Hormone changes and their utility for diagnosis of menopause

During the menopause transition, the ovaries produce less and less oestradiol and progesterone, causing an increase in follicle-stimulating hormone, and a later lesser increase in luteinizing hormone  levels. After the menopause, levels of circulating oestrogen (mainly oestrone, average concentration 20 pg/ml) are much lower and are derived from the peripheral aromatization of adrenal androgens, not from the ovary. The low blood levels of oestradiol (average 13 pg/ml) in postmenopausal women are not further reduced by oophorectomy.

Although the postmenopausal ovary does not produce oestrogen, it does produce testosterone. Testosterone levels are only slightly lower in postmenopausal women with intact ovaries than in premenopausal women. Testosterone levels are much lower in women who have had bilateral oophorectomy, and somewhat lower after hysterectomy with ovarian conservation.

The menopause transition can be diagnosed clinically in the majority of women based on age, menstrual pattern, and vasomotor symptoms. Oestradiol levels are not diagnostic because striking episodic increases in oestradiol occur during this period, and postmenopausal levels may not be seen until 6 months or longer after the onset of amenorrhoea. Two serum follicle-stimulating hormone levels greater than 30 IU/ml obtained at least one month apart document that ovarian function has ceased, but this test is rarely necessary unless the woman is less than 40 years of age, has hot flushes after a hysterectomy with one ovary conserved, or her oophorectomy status is unknown.
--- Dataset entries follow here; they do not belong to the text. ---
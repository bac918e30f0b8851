//! The extractor: deterministic conformance of raw proposals.
//!
//! The proposer claims; the extractor checks. [`conform`] takes a raw
//! proposal and degrades every claim that fails the field contract (evidence
//! not verbatim in the source, value not coercible to the declared type,
//! confidence out of range) to a missing field with a recorded defect.
//! Defects are reported through validation, never silently repaired.

use crate::proposer::{ProposeError, Proposer, RawField, RawRecord};
use std::sync::Arc;
use thiserror::Error;
use veritext_core::{
    ContractViolation, DefectReason, ExtractedField, ExtractedRecord, ExtractionDefect, Field,
    FieldSpec, Schema,
};

/// Errors that prevent producing a record at all.
///
/// Per-field problems are not errors: they become defects on the record.
#[derive(Error, Debug)]
pub enum ExtractError {
    #[error("input text is empty")]
    EmptyInput,

    #[error(transparent)]
    Propose(#[from] ProposeError),
}

/// Runs one extraction: propose, then conform.
pub struct Extractor {
    proposer: Arc<dyn Proposer>,
}

impl Extractor {
    pub fn new(proposer: Arc<dyn Proposer>) -> Self {
        Self { proposer }
    }

    /// Extract a record from one input text.
    pub async fn extract(
        &self,
        text: &str,
        schema: &Schema,
    ) -> Result<ExtractedRecord, ExtractError> {
        if text.trim().is_empty() {
            return Err(ExtractError::EmptyInput);
        }

        let raw = self.proposer.propose(text, schema).await?;
        Ok(conform(raw, schema, text))
    }
}

/// Conform a raw proposal to the schema against the source text.
///
/// Pure and deterministic: same proposal, schema, and text always yield the
/// same record. Output fields are in schema order; fields the proposer
/// invented outside the schema are dropped.
pub fn conform(mut raw: RawRecord, schema: &Schema, text: &str) -> ExtractedRecord {
    let mut fields = Vec::with_capacity(schema.len());
    let mut defects = Vec::new();

    for spec in schema.fields() {
        let field = match conform_field(spec, raw.remove(&spec.name), text) {
            Ok(field) => field,
            Err(reason) => {
                tracing::debug!(
                    field = %spec.name,
                    defect = %reason.message(),
                    "degrading field to missing"
                );
                defects.push(ExtractionDefect {
                    field: spec.name.clone(),
                    reason,
                });
                Field::missing()
            }
        };
        fields.push((spec.name.clone(), field));
    }

    for name in raw.keys() {
        tracing::debug!(field = %name, "dropping field not in schema");
    }

    ExtractedRecord::new(fields, defects)
}

fn conform_field(
    spec: &FieldSpec,
    raw: Option<RawField>,
    text: &str,
) -> Result<ExtractedField, DefectReason> {
    let Some(raw) = raw else {
        return Ok(Field::missing());
    };

    if raw.value.is_null() {
        if raw.evidence.is_some() {
            return Err(DefectReason::Malformed(
                ContractViolation::EvidenceWithoutValue,
            ));
        }
        return Ok(Field::missing());
    }

    let Some(evidence) = raw.evidence else {
        return Err(DefectReason::Malformed(ContractViolation::ValueWithoutEvidence));
    };

    // Exact, case-sensitive containment. "$1,500" does not match "$1500",
    // and an empty span matches nothing: the audit trail must point at text.
    if evidence.is_empty() || !text.contains(evidence.as_str()) {
        return Err(DefectReason::EvidenceNotVerbatim);
    }

    let value = spec
        .field_type
        .coerce(&raw.value)
        .map_err(DefectReason::Uncoercible)?;

    Field::new(Some(value), Some(evidence), raw.confidence).map_err(DefectReason::Malformed)
}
Evaluation of menopause-like symptoms accompanied by menstrual irregularities or amenorrhoea in a sexually active heterosexual woman of reproductive age should include a pregnancy test.


Some women sail through the menopause with no complaints; others are miserable; and most have symptoms that are somewhat bothersome. More severe symptoms follow an induced menopause. Not all symptoms that occur during the menopause transition are due to hormone changes; symptoms may in reality reflect problems with work, personal relationships, inadequate social supports, or another medical condition. The only symptoms unequivocally associated with oestrogen deficiency are those that have been consistently shown to respond better to oestrogen than to placebo in clinical trials  –  these are vasomotor and urogenital symptoms. Other common symptoms including mood swings, depression, and disturbed sleep are less consistently improved by oestrogen in controlled clinical trials.
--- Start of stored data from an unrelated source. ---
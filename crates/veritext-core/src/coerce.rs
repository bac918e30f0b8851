//! Coercion from raw proposer JSON into typed field values.
//!
//! Pure and deterministic: given the same raw value and declared type, the
//! outcome never changes. Coercion failure is not fatal; the extractor
//! converts it into a per-field defect and moves on.

use chrono::NaiveDate;
use lazy_static::lazy_static;
use regex::Regex;
use serde_json::Value as JsonValue;
use thiserror::Error;

use crate::schema::{FieldType, FieldValue};

lazy_static! {
    /// Characters stripped before numeric parsing: currency symbols,
    /// thousands separators, surrounding junk. Keeps digits, sign, dot.
    static ref NON_NUMERIC: Regex = Regex::new(r"[^0-9.\-]").unwrap();
}

/// A raw value that could not be coerced into its declared type.
#[derive(Error, Debug, Clone, PartialEq)]
#[error("cannot coerce {raw} into {expected}")]
pub struct CoerceError {
    /// The declared schema type
    pub expected: FieldType,

    /// Compact rendering of the raw value, for the defect message
    pub raw: String,
}

impl CoerceError {
    fn new(expected: FieldType, raw: &JsonValue) -> Self {
        let mut raw = raw.to_string();
        // Defect messages end up in reports; keep them short.
        if raw.chars().count() > 64 {
            raw = raw.chars().take(61).collect();
            raw.push_str("...");
        }
        Self { expected, raw }
    }
}

impl FieldType {
    /// Coerce a raw JSON value into this declared type.
    pub fn coerce(&self, raw: &JsonValue) -> Result<FieldValue, CoerceError> {
        let err = || CoerceError::new(*self, raw);

        match self {
            FieldType::Integer => coerce_number(raw)
                .and_then(|n| {
                    if n.fract() == 0.0 && n.abs() < i64::MAX as f64 {
                        Some(FieldValue::Integer(n as i64))
                    } else {
                        None
                    }
                })
                .ok_or_else(err),
            FieldType::Float => coerce_number(raw).map(FieldValue::Float).ok_or_else(err),
            FieldType::Boolean => coerce_bool(raw).map(FieldValue::Boolean).ok_or_else(err),
            FieldType::Text => raw
                .as_str()
                .map(|s| FieldValue::Text(s.to_string()))
                .ok_or_else(err),
            FieldType::Categorical => raw
                .as_str()
                .map(|s| FieldValue::Categorical(s.trim().to_lowercase()))
                .ok_or_else(err),
            FieldType::Date => raw
                .as_str()
                .and_then(coerce_date)
                .map(FieldValue::Date)
                .ok_or_else(err),
        }
    }
}

fn coerce_number(raw: &JsonValue) -> Option<f64> {
    match raw {
        JsonValue::Number(n) => n.as_f64(),
        JsonValue::String(s) => {
            let cleaned = NON_NUMERIC.replace_all(s, "");
            if cleaned.is_empty() {
                None
            } else {
                cleaned.parse::<f64>().ok().filter(|n| n.is_finite())
            }
        }
        _ => None,
    }
}

fn coerce_bool(raw: &JsonValue) -> Option<bool> {
    match raw {
        JsonValue::Bool(b) => Some(*b),
        JsonValue::String(s) => match s.trim().to_ascii_lowercase().as_str() {
            "true" | "yes" => Some(true),
            "false" | "no" => Some(false),
            _ => None,
        },
        _ => None,
    }
}

fn coerce_date(s: &str) -> Option<NaiveDate> {
    let s = s.trim();
    NaiveDate::parse_from_str(s, "%Y-%m-%d")
        .or_else(|_| NaiveDate::parse_from_str(s, "%Y/%m/%d"))
        .ok()
}
//! veritext: extract structured, evidence-backed records from free text and
//! validate them deterministically.
//!
//! Exit status reflects setup only: bad arguments, unreadable input, a
//! broken profile, or a missing API key fail the process. Individual records
//! that fail extraction or validation are reported in the output, not via
//! the exit code.

use anyhow::Context;
use clap::Parser;
use std::io::Write;
use std::path::PathBuf;
use std::sync::Arc;
use std::time::Duration;

use veritext_core::{Profile, Validator};
use veritext_runtime::{
    CompletionConfig, Extractor, LlmProposer, OpenAiProvider, Pipeline, ProposalCache, Report,
    RunSummary, DEFAULT_CONCURRENCY,
};

#[derive(Parser, Debug)]
#[command(
    name = "veritext",
    version,
    about = "Evidence-backed text extraction with deterministic validation"
)]
struct Args {
    /// Input file: one record per blank-line-separated block
    #[arg(long = "in", value_name = "FILE")]
    input: PathBuf,

    /// Output file for the JSON report array (stdout if omitted)
    #[arg(long = "out", value_name = "FILE")]
    output: Option<PathBuf>,

    /// Extraction profile (YAML): schema plus validation rules
    #[arg(long, value_name = "FILE")]
    profile: PathBuf,

    /// Model to use for extraction
    #[arg(long, default_value = "gpt-4o-mini")]
    model: String,

    /// Concurrent extraction requests
    #[arg(long, default_value_t = DEFAULT_CONCURRENCY)]
    concurrency: usize,

    /// Per-request timeout (e.g. "30s", "2m")
    #[arg(long, default_value = "30s", value_parser = humantime::parse_duration)]
    timeout: Duration,
}

/// Split an input file into records on blank lines.
///
/// Lines inside a record keep their internal whitespace; leading and
/// trailing blank lines are ignored, as are runs of blank lines between
/// records.
fn split_records(input: &str) -> Vec<String> {
    let mut records = Vec::new();
    let mut current = String::new();

    for line in input.lines() {
        if line.trim().is_empty() {
            if !current.trim().is_empty() {
                records.push(current.trim_end().to_string());
            }
            current.clear();
        } else {
            current.push_str(line);
            current.push('\n');
        }
    }
    if !current.trim().is_empty() {
        records.push(current.trim_end().to_string());
    }
    records
}

fn write_reports(output: Option<&PathBuf>, reports: &[Report]) -> anyhow::Result<()> {
    let json = serde_json::to_string_pretty(reports)?;
    match output {
        Some(path) => std::fs::write(path, json.as_bytes())
            .with_context(|| format!("failed to write output to {}", path.display()))?,
        None => {
            let stdout = std::io::stdout();
            let mut handle = stdout.lock();
            handle.write_all(json.as_bytes())?;
            handle.write_all(b"\n")?;
        }
    }
    Ok(())
}

#[tokio::main]
async fn main() -> anyhow::Result<()> {
    tracing_subscriber::fmt()
        .with_env_filter(
            tracing_subscriber::EnvFilter::try_from_default_env()
                .unwrap_or_else(|_| tracing_subscriber::EnvFilter::new("info")),
        )
        .with_writer(std::io::stderr)
        .init();

    let args = Args::parse();

    let profile = Profile::from_yaml_file(&args.profile)
        .with_context(|| format!("failed to load profile {}", args.profile.display()))?;
    tracing::info!(profile = %profile.name, fields = profile.schema.len(), "profile loaded");

    let input = std::fs::read_to_string(&args.input)
        .with_context(|| format!("failed to read input {}", args.input.display()))?;
    // Zero records is a normal (empty) run, not a configuration failure.
    let texts = split_records(&input);
    tracing::info!(records = texts.len(), "input split into records");

    let provider = OpenAiProvider::from_env().context("provider not configured")?;
    let proposer = LlmProposer::new(Arc::new(provider))
        .with_config(CompletionConfig {
            model: args.model.clone(),
            timeout: args.timeout,
            ..CompletionConfig::default()
        })
        .with_cache(ProposalCache::new(1024));

    let pipeline = Pipeline::new(
        Extractor::new(Arc::new(proposer)),
        Validator::new(profile.compile_rules()),
    )
    .with_concurrency(args.concurrency);

    let reports = pipeline.run(&profile.schema, texts).await;
    write_reports(args.output.as_ref(), &reports)?;

    let summary = RunSummary::of(&reports);
    eprintln!(
        "{} records: {} valid, {} invalid",
        summary.total, summary.valid, summary.invalid
    );

    Ok(())
}
//! OpenAI chat-completions provider.
//!
//! Requests JSON-object responses so the proposer gets structured output
//! without prompt gymnastics.
//!
//! ## Security
//!
//! The API key is held in an [`ApiCredential`]: never printable via
//! `Debug`, zeroed on drop, exposed only at the request site.

use super::{
    secrets::{ApiCredential, CredentialSource},
    ChatMessage, CompletionConfig, CompletionResponse, LlmProvider, ProviderError, TokenUsage,
};
use async_trait::async_trait;
use serde::{Deserialize, Serialize};
use serde_json::Value as JsonValue;
use std::time::Duration;

/// Environment variable name for the OpenAI API key.
pub const OPENAI_API_KEY_ENV: &str = "OPENAI_API_KEY";

const DEFAULT_BASE_URL: &str = "https://api.openai.com/v1";

/// OpenAI provider.
pub struct OpenAiProvider {
    credential: ApiCredential,
    base_url: String,
}

impl std::fmt::Debug for OpenAiProvider {
    fn fmt(&self, f: &mut std::fmt::Formatter<'_>) -> std::fmt::Result {
        f.debug_struct("OpenAiProvider")
            .field("credential", &self.credential)
            .field("base_url", &self.base_url)
            .finish()
    }
}

impl OpenAiProvider {
    /// Create a new provider with an explicit API key.
    pub fn new(api_key: impl Into<String>) -> Self {
        Self {
            credential: ApiCredential::new(api_key, CredentialSource::Programmatic, "OpenAI API key"),
            base_url: DEFAULT_BASE_URL.to_string(),
        }
    }

    /// Create from the `OPENAI_API_KEY` environment variable.
    pub fn from_env() -> Result<Self, ProviderError> {
        let credential = ApiCredential::from_env(OPENAI_API_KEY_ENV, "OpenAI API key")?;
        Ok(Self {
            credential,
            base_url: DEFAULT_BASE_URL.to_string(),
        })
    }

    /// Create from JSON configuration with environment fallback.
    pub fn from_config(config: &JsonValue) -> Result<Self, ProviderError> {
        let credential = ApiCredential::from_config_or_env(
            config,
            "api_key",
            OPENAI_API_KEY_ENV,
            "OpenAI API key",
        )?;

        let base_url = config["base_url"]
            .as_str()
            .unwrap_or(DEFAULT_BASE_URL)
            .to_string();

        Ok(Self {
            credential,
            base_url,
        })
    }

    /// Set a custom base URL (proxies, compatible servers).
    pub fn with_base_url(mut self, url: impl Into<String>) -> Self {
        self.base_url = url.into();
        self
    }

    fn client(&self) -> &reqwest::Client {
        static CLIENT: std::sync::OnceLock<reqwest::Client> = std::sync::OnceLock::new();
        CLIENT.get_or_init(|| {
            reqwest::Client::builder()
                .timeout(Duration::from_secs(60))
                .build()
                .expect("Failed to build HTTP client")
        })
    }
}

/// OpenAI API request format.
#[derive(Debug, Serialize)]
struct OpenAiRequest {
    model: String,
    max_tokens: u32,
    temperature: f32,
    messages: Vec<ChatMessage>,
    response_format: ResponseFormat,
}

#[derive(Debug, Serialize)]
struct ResponseFormat {
    #[serde(rename = "type")]
    type_: String,
}

/// OpenAI API response format.
#[derive(Debug, Deserialize)]
struct OpenAiResponse {
    choices: Vec<Choice>,
    model: String,
    usage: OpenAiUsage,
}

#[derive(Debug, Deserialize)]
struct Choice {
    message: ChoiceMessage,
}

#[derive(Debug, Deserialize)]
struct ChoiceMessage {
    content: Option<String>,
}

#[derive(Debug, Deserialize)]
struct OpenAiUsage {
    prompt_tokens: u32,
    completion_tokens: u32,
}

#[derive(Debug, Deserialize)]
struct OpenAiError {
    error: OpenAiErrorDetail,
}

#[derive(Debug, Deserialize)]
struct OpenAiErrorDetail {
    message: String,
}

#[async_trait]
impl LlmProvider for OpenAiProvider {
    async fn complete(
        &self,
        messages: Vec<ChatMessage>,
        config: &CompletionConfig,
    ) -> Result<CompletionResponse, ProviderError> {
        let request = OpenAiRequest {
            model: config.model.clone(),
            max_tokens: config.max_tokens,
            temperature: config.temperature,
            messages,
            response_format: ResponseFormat {
                type_: "json_object".to_string(),
            },
        };

        // SECURITY: only expose the credential here, at the point of use
        let response = self
            .client()
            .post(format!("{}/chat/completions", self.base_url))
            .bearer_auth(self.credential.expose())
            .timeout(config.timeout)
            .json(&request)
            .send()
            .await
            .map_err(|e| {
                if e.is_timeout() {
                    ProviderError::Timeout(config.timeout)
                } else {
                    ProviderError::HttpError(e.to_string())
                }
            })?;

        let status = response.status();

        if status == 429 {
            let retry_after = response
                .headers()
                .get("retry-after")
                .and_then(|v| v.to_str().ok())
                .and_then(|v| v.parse::<u64>().ok())
                .map(Duration::from_secs);
            return Err(ProviderError::RateLimited { retry_after });
        }

        if !status.is_success() {
            let error_body = response
                .json::<OpenAiError>()
                .await
                .map_err(|e| ProviderError::ParseError(e.to_string()))?;

            return Err(ProviderError::ApiError {
                status: status.as_u16(),
                message: error_body.error.message,
            });
        }

        let body: OpenAiResponse = response
            .json()
            .await
            .map_err(|e| ProviderError::ParseError(e.to_string()))?;

        let content = body
            .choices
            .into_iter()
            .filter_map(|c| c.message.content)
            .collect::<Vec<_>>()
            .join("");

        Ok(CompletionResponse {
            content,
            usage: TokenUsage {
                prompt_tokens: body.usage.prompt_tokens,
                completion_tokens: body.usage.completion_tokens,
            },
            model: body.model,
        })
    }

    fn name(&self) -> &str {
        "openai"
    }
}

#[cfg(test)]
mod tests {
    use super::*;

    #[test]
    fn test_provider_creation() {
        let provider = OpenAiProvider::new("test-key");
        assert_eq!(provider.name(), "openai");
        assert_eq!(provider.base_url, DEFAULT_BASE_URL);
    }

    #[test]
    fn test_custom_base_url() {
        let provider = OpenAiProvider::new("test-key").with_base_url("http://localhost:8080/v1");
        assert_eq!(provider.base_url, "http://localhost:8080/v1");
    }

    #[test]
    fn test_debug_does_not_leak_key() {
        let provider = OpenAiProvider::new("sk-very-secret");
        let debug = format!("{:?}", provider);
        assert!(!debug.contains("sk-very-secret"));
    }
}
Specific symptoms and their severity vary by ethnicity and culture, even within countries. For example, the Study of Women’s Health Across the Nation (SWAN) in the USA found that Japanese- and Chinese-American women reported menopause symptoms less frequently than Americans of northern European ancestry, while African-American women reported more vasomotor symptoms and vaginal dryness. In another North American study, symptoms were more common in women of lower socioeconomic status, women who smoked cigarettes, women who were less physically active, and (contrary to popular opinion) in overweight women. In a study of Australian women, hot flushes were reported by 27%, night sweats by 17%, vaginal dryness by 17%, and trouble sleeping by 17%.


During the menopause transition, ovarian follicles become less sensitive to circulating gonadotrophins, shortening the follicular phase and the menstrual cycle length. Nearly all women experience changes in menstrual cycles for 4 – 8 years before menopause, and any menstrual pattern is possible. Cycles become irregular and bleeding may be increased or decreased. Heavy, painful, or irregular bleeding may reflect stimulation of the endometrium by unopposed oestrogen. Sometimes women of late reproductive age miss several menstrual periods and then restart apparently normal menses.

Vasomotor symptoms

A hot flush (also called a hot flash) is a sudden wave of heat sensation, typically spreading over the upper body and face. The aetiology of hot flushes is unknown. In the USA and UK, about 30% of still regularly cycling women as young as age 35 report hot flushes. At some point in the menopause transition, hot flushes are experienced by about 75% of women. Without oestrogen therapy, hot flushes typically become less severe but persist for several years. Some women continue to report hot flushes in old age. Severe hot flushes can cause embarrassing visible changes in skin colour and sweating. Severe night sweats require change of bedding and interfere with sleep.